Task description: Please copy each line of the data that includes the string "queued".
[[ Extracted data, beginning ]]
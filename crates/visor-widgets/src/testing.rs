#![forbid(unsafe_code)]

//! In-memory doubles for the external collaborators.
//!
//! [`StubMultiplexer`] records every session/display/text-input
//! transition so protocol tests can assert ordering and ownership;
//! [`RecordingCompositor`] counts widget-update notifications. Both are
//! plain single-threaded state machines, matching the owner-thread
//! discipline of the real collaborators' adapters.

use rustc_hash::FxHashMap;

use visor_core::event::{HoverEvent, PointerEvent};
use visor_core::handle::PanelHandle;

use visor_render::surface::TextureHandle;

use crate::compositor::{CompositorSink, PerformanceHint, WidgetSnapshot};
use crate::session::{
    DisplayId, PromptId, PromptResponse, SessionError, SessionEvent, SessionId,
    SessionMultiplexer, Viewport, WindowId,
};

/// Recorded state of one stub session.
#[derive(Debug, Default)]
pub struct SessionRecord {
    pub window: Option<WindowId>,
    pub private_mode: bool,
    pub active: bool,
    pub displays: Vec<DisplayId>,
    pub text_input: Option<PanelHandle>,
    pub loaded: Vec<String>,
    pub back_entries: usize,
    pub pointer_events: usize,
    pub hover_events: usize,
}

/// Recorded state of one acquired display.
#[derive(Debug)]
pub struct DisplayRecord {
    pub session: SessionId,
    pub attached: Option<Viewport>,
    pub surface_changes: usize,
    pub destroys: usize,
}

/// In-memory session multiplexer.
#[derive(Debug, Default)]
pub struct StubMultiplexer {
    next_session: u64,
    next_display: u64,
    sessions: FxHashMap<SessionId, SessionRecord>,
    displays: FxHashMap<DisplayId, DisplayRecord>,
    current: FxHashMap<WindowId, SessionId>,
    queued: Vec<SessionEvent>,
    completed: Vec<(PromptId, PromptResponse)>,
    /// When set, input forwarding fails; exercises error containment.
    pub fail_input: bool,
}

impl StubMultiplexer {
    /// Create an empty stub.
    pub fn new() -> Self {
        Self::default()
    }

    /// Mint an extra session for a window without promoting it.
    pub fn add_session(&mut self, window: WindowId, private_mode: bool) -> SessionId {
        self.next_session += 1;
        let id = SessionId(self.next_session);
        self.sessions.insert(
            id,
            SessionRecord {
                window: Some(window),
                private_mode,
                ..SessionRecord::default()
            },
        );
        id
    }

    /// Promote a session to current and queue the change event.
    pub fn promote(&mut self, window: WindowId, session: SessionId) {
        self.current.insert(window, session);
        self.queued
            .push(SessionEvent::CurrentSessionChanged { window, session });
    }

    /// Queue an arbitrary engine event.
    pub fn push_event(&mut self, event: SessionEvent) {
        self.queued.push(event);
    }

    /// A session's recorded state.
    pub fn session(&self, id: SessionId) -> Option<&SessionRecord> {
        self.sessions.get(&id)
    }

    /// Mutable access to a session's recorded state.
    pub fn session_mut(&mut self, id: SessionId) -> Option<&mut SessionRecord> {
        self.sessions.get_mut(&id)
    }

    /// Number of displays a session currently has acquired.
    pub fn display_count(&self, session: SessionId) -> usize {
        self.sessions
            .get(&session)
            .map_or(0, |record| record.displays.len())
    }

    /// A display's recorded state.
    pub fn display(&self, id: DisplayId) -> Option<&DisplayRecord> {
        self.displays.get(&id)
    }

    /// Prompt resolutions reported back so far.
    pub fn completed_prompts(&self) -> &[(PromptId, PromptResponse)] {
        &self.completed
    }
}

impl SessionMultiplexer for StubMultiplexer {
    fn create_session(&mut self, window: WindowId, private_mode: bool) -> SessionId {
        let id = self.add_session(window, private_mode);
        self.current.insert(window, id);
        id
    }

    fn current_session(&mut self, window: WindowId) -> Option<SessionId> {
        self.current.get(&window).copied()
    }

    fn destroy_sessions(&mut self, window: WindowId) {
        self.sessions
            .retain(|_, record| record.window != Some(window));
        self.current.remove(&window);
    }

    fn acquire_display(&mut self, session: SessionId) -> Result<DisplayId, SessionError> {
        let record = self
            .sessions
            .get_mut(&session)
            .ok_or(SessionError::UnknownSession(session))?;
        self.next_display += 1;
        let id = DisplayId(self.next_display);
        record.displays.push(id);
        self.displays.insert(
            id,
            DisplayRecord {
                session,
                attached: None,
                surface_changes: 0,
                destroys: 0,
            },
        );
        Ok(id)
    }

    fn release_display(
        &mut self,
        session: SessionId,
        display: DisplayId,
    ) -> Result<(), SessionError> {
        let record = self
            .sessions
            .get_mut(&session)
            .ok_or(SessionError::UnknownSession(session))?;
        let Some(index) = record.displays.iter().position(|d| *d == display) else {
            return Err(SessionError::UnknownDisplay(display));
        };
        record.displays.remove(index);
        self.displays.remove(&display);
        Ok(())
    }

    fn surface_changed(
        &mut self,
        display: DisplayId,
        _surface: &TextureHandle,
        viewport: Viewport,
    ) -> Result<(), SessionError> {
        let record = self
            .displays
            .get_mut(&display)
            .ok_or(SessionError::UnknownDisplay(display))?;
        record.attached = Some(viewport);
        record.surface_changes += 1;
        Ok(())
    }

    fn surface_destroyed(&mut self, display: DisplayId) {
        if let Some(record) = self.displays.get_mut(&display) {
            record.attached = None;
            record.destroys += 1;
        }
    }

    fn bind_text_input(&mut self, session: SessionId, target: Option<PanelHandle>) {
        if let Some(record) = self.sessions.get_mut(&session) {
            record.text_input = target;
        }
    }

    fn set_active(&mut self, session: SessionId, active: bool) {
        if let Some(record) = self.sessions.get_mut(&session) {
            record.active = active;
        }
    }

    fn is_private(&self, session: SessionId) -> bool {
        self.sessions
            .get(&session)
            .is_some_and(|record| record.private_mode)
    }

    fn can_go_back(&self, session: SessionId) -> bool {
        self.sessions
            .get(&session)
            .is_some_and(|record| record.back_entries > 0)
    }

    fn go_back(&mut self, session: SessionId) {
        if let Some(record) = self.sessions.get_mut(&session) {
            record.back_entries = record.back_entries.saturating_sub(1);
        }
    }

    fn load_uri(&mut self, session: SessionId, uri: &str) {
        if let Some(record) = self.sessions.get_mut(&session) {
            record.loaded.push(uri.to_owned());
        }
    }

    fn forward_pointer(
        &mut self,
        session: SessionId,
        _event: &PointerEvent,
    ) -> Result<(), SessionError> {
        if self.fail_input {
            return Err(SessionError::UnknownSession(session));
        }
        let record = self
            .sessions
            .get_mut(&session)
            .ok_or(SessionError::UnknownSession(session))?;
        record.pointer_events += 1;
        Ok(())
    }

    fn forward_hover(
        &mut self,
        session: SessionId,
        _event: &HoverEvent,
    ) -> Result<(), SessionError> {
        if self.fail_input {
            return Err(SessionError::UnknownSession(session));
        }
        let record = self
            .sessions
            .get_mut(&session)
            .ok_or(SessionError::UnknownSession(session))?;
        record.hover_events += 1;
        Ok(())
    }

    fn complete_prompt(&mut self, prompt: PromptId, response: PromptResponse) {
        self.completed.push((prompt, response));
    }

    fn drain_events(&mut self) -> Vec<SessionEvent> {
        std::mem::take(&mut self.queued)
    }
}

/// Compositor double that records notifications.
#[derive(Debug, Default)]
pub struct RecordingCompositor {
    pub updates: Vec<WidgetSnapshot>,
    pub update_all_calls: usize,
    pub hints: Vec<PerformanceHint>,
}

impl RecordingCompositor {
    /// Create an empty recorder.
    pub fn new() -> Self {
        Self::default()
    }

    /// Number of update notifications for one panel.
    pub fn updates_for(&self, handle: PanelHandle) -> usize {
        self.updates.iter().filter(|s| s.handle == handle).count()
    }

    /// The latest snapshot recorded for a panel.
    pub fn last_update_for(&self, handle: PanelHandle) -> Option<&WidgetSnapshot> {
        self.updates.iter().rev().find(|s| s.handle == handle)
    }

    /// Forget everything recorded so far.
    pub fn clear(&mut self) {
        self.updates.clear();
        self.update_all_calls = 0;
        self.hints.clear();
    }
}

impl CompositorSink for RecordingCompositor {
    fn update_widget(&mut self, snapshot: &WidgetSnapshot) {
        self.updates.push(snapshot.clone());
    }

    fn update_all_visible(&mut self) {
        self.update_all_calls += 1;
    }

    fn set_performance_hint(&mut self, hint: PerformanceHint) {
        self.hints.push(hint);
    }
}
#![forbid(unsafe_code)]

//! Transient overlay panels: prompts, menus, dialogs, toasts.
//!
//! Overlays are short-lived panels a window spawns in response to
//! session callbacks or chrome actions. Their widget content is opaque
//! to this core; the uniform protocol is create → parent by handle →
//! show (with a focus flag) → resolve/hide → discard. A window tracks at
//! most one live overlay per kind — a newer request of the same kind
//! replaces the older one.

use visor_core::geometry::Point;
use visor_core::handle::PanelHandle;
use visor_placement::{Placement, SizeReference};

use crate::compositor::WidgetSnapshot;
use crate::panel::{PanelCore, ShowFocus};
use crate::registry::WindowContext;
use crate::session::{PromptId, PromptRequest};

/// Overlay kinds a window tracks exclusively.
#[derive(Debug, Clone, Copy, PartialEq, Eq, Hash)]
pub enum OverlayKind {
    Alert,
    Confirm,
    TextPrompt,
    AuthPrompt,
    ChoicePrompt,
    ContextMenu,
    MaxWindows,
    ConnectivityToast,
    MediaControls,
    ProjectionMenu,
}

/// Parameterized overlay content.
#[derive(Debug, Clone, PartialEq)]
pub enum OverlayContent {
    /// A session prompt awaiting a response.
    Prompt { id: PromptId, request: PromptRequest },
    /// A context menu anchored at the triggering pointer position.
    ContextMenu {
        anchor: Point,
        link_uri: Option<String>,
    },
    /// The window-count limit dialog.
    MaxWindows { message: String },
    /// A connectivity toast.
    Toast { message: String },
    /// Media transport controls shown over immersive video.
    MediaControls,
    /// The video projection selector.
    ProjectionMenu,
}

impl OverlayContent {
    /// The exclusivity bucket this content occupies.
    pub fn kind(&self) -> OverlayKind {
        match self {
            Self::Prompt { request, .. } => match request {
                PromptRequest::Alert { .. } => OverlayKind::Alert,
                PromptRequest::Confirm { .. } => OverlayKind::Confirm,
                PromptRequest::Text { .. } => OverlayKind::TextPrompt,
                PromptRequest::Auth { .. } => OverlayKind::AuthPrompt,
                PromptRequest::Choice { .. } => OverlayKind::ChoicePrompt,
            },
            Self::ContextMenu { .. } => OverlayKind::ContextMenu,
            Self::MaxWindows { .. } => OverlayKind::MaxWindows,
            Self::Toast { .. } => OverlayKind::ConnectivityToast,
            Self::MediaControls => OverlayKind::MediaControls,
            Self::ProjectionMenu => OverlayKind::ProjectionMenu,
        }
    }
}

/// World-space lift of an overlay above its parent surface.
const OVERLAY_Z_OFFSET: f32 = 0.01;

/// A short-lived panel parented to a window by handle.
#[derive(Debug)]
pub struct OverlayPanel {
    core: PanelCore,
    content: OverlayContent,
}

impl OverlayPanel {
    /// Build an overlay parented to `parent`, with kind-appropriate
    /// placement defaults.
    ///
    /// `parent_size` is the parent window's content size in
    /// device-independent pixels, used to anchor pointer-positioned
    /// overlays.
    pub fn new(
        handle: PanelHandle,
        parent: PanelHandle,
        parent_size: (f32, f32),
        content: OverlayContent,
        reference: &SizeReference,
    ) -> Self {
        let (width, height) = match content.kind() {
            OverlayKind::Alert
            | OverlayKind::Confirm
            | OverlayKind::TextPrompt
            | OverlayKind::AuthPrompt
            | OverlayKind::ChoicePrompt => (500.0, 300.0),
            OverlayKind::ContextMenu => (320.0, 200.0),
            OverlayKind::MaxWindows => (420.0, 220.0),
            OverlayKind::ConnectivityToast => (300.0, 80.0),
            OverlayKind::MediaControls => (560.0, 120.0),
            OverlayKind::ProjectionMenu => (220.0, 320.0),
        };
        let mut placement = Placement::new(width, height, reference);
        placement.parent = Some(parent);
        placement.translation.z = OVERLAY_Z_OFFSET;
        placement.opaque = false;
        match &content {
            OverlayContent::ContextMenu { anchor, .. } => {
                // Menu top-left hangs off the pointer position.
                placement.anchor_x = 0.0;
                placement.anchor_y = 0.0;
                placement.parent_anchor_x = (anchor.x / parent_size.0.max(1.0)).clamp(0.0, 1.0);
                placement.parent_anchor_y = (anchor.y / parent_size.1.max(1.0)).clamp(0.0, 1.0);
            }
            OverlayContent::Toast { .. } | OverlayContent::MediaControls => {
                placement.anchor_x = 0.5;
                placement.anchor_y = 1.0;
                placement.parent_anchor_x = 0.5;
                placement.parent_anchor_y = 1.0;
            }
            OverlayContent::ProjectionMenu => {
                // Projection menus stay flat even over a curved window.
                placement.cylinder_map_radius = Some(0.0);
            }
            _ => {}
        }
        Self {
            core: PanelCore::new(handle, placement),
            content,
        }
    }

    /// The overlay's handle.
    pub fn handle(&self) -> PanelHandle {
        self.core.handle()
    }

    /// The overlay's content.
    pub fn content(&self) -> &OverlayContent {
        &self.content
    }

    /// The overlay's kind.
    pub fn kind(&self) -> OverlayKind {
        self.content.kind()
    }

    /// The overlay's placement.
    pub fn placement(&self) -> &Placement {
        self.core.placement()
    }

    /// Whether the overlay is currently visible.
    pub fn is_visible(&self) -> bool {
        self.core.placement().visible
    }

    /// The {handle, placement, texture} tuple for the compositor.
    pub fn snapshot(&self) -> WidgetSnapshot {
        WidgetSnapshot {
            handle: self.core.handle(),
            placement: self.core.placement().clone(),
            texture: self.core.texture().cloned(),
        }
    }

    /// Show the overlay, optionally taking input focus.
    pub fn show(&mut self, ctx: &mut WindowContext<'_>, focus: ShowFocus) {
        self.core.placement_mut().visible = true;
        if focus == ShowFocus::Request {
            ctx.focus.request(self.core.handle());
        }
        ctx.compositor.update_widget(&self.snapshot());
    }

    /// Hide the overlay and release its surface binding and focus.
    pub fn hide(&mut self, ctx: &mut WindowContext<'_>) {
        if self.core.placement().visible {
            self.core.placement_mut().visible = false;
            ctx.compositor.update_widget(&self.snapshot());
        }
        ctx.focus.clear(self.core.handle());
        self.core.release();
    }
}

#[cfg(test)]
mod tests {
    use super::*;
    use visor_core::geometry::Point;

    fn reference() -> SizeReference {
        SizeReference::default()
    }

    fn parent() -> PanelHandle {
        PanelHandle::new(1).unwrap()
    }

    #[test]
    fn prompt_kinds_map_to_exclusivity_buckets() {
        let content = OverlayContent::Prompt {
            id: PromptId(1),
            request: PromptRequest::Alert {
                title: "t".into(),
                message: "m".into(),
            },
        };
        assert_eq!(content.kind(), OverlayKind::Alert);
        assert_eq!(
            OverlayContent::ProjectionMenu.kind(),
            OverlayKind::ProjectionMenu
        );
    }

    #[test]
    fn context_menu_anchors_at_pointer_position() {
        let handle = PanelHandle::new(9).unwrap();
        let overlay = OverlayPanel::new(
            handle,
            parent(),
            (800.0, 450.0),
            OverlayContent::ContextMenu {
                anchor: Point::new(400.0, 225.0),
                link_uri: None,
            },
            &reference(),
        );
        let p = overlay.placement();
        assert_eq!(p.parent, Some(parent()));
        assert!((p.parent_anchor_x - 0.5).abs() < 1e-5);
        assert!((p.parent_anchor_y - 0.5).abs() < 1e-5);
        assert_eq!(p.anchor_x, 0.0);
    }

    #[test]
    fn projection_menu_opts_out_of_parent_curvature() {
        let overlay = OverlayPanel::new(
            PanelHandle::new(9).unwrap(),
            parent(),
            (800.0, 450.0),
            OverlayContent::ProjectionMenu,
            &reference(),
        );
        assert_eq!(overlay.placement().cylinder_map_radius, Some(0.0));
        assert_eq!(overlay.placement().effective_cylinder_radius(4.0), 0.0);
    }
}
[[ Extracted data, end ]]
Response area:
    queued: Vec<SessionEvent>,
        self.queued
        self.queued.push(event);
        std::mem::take(&mut self.queued)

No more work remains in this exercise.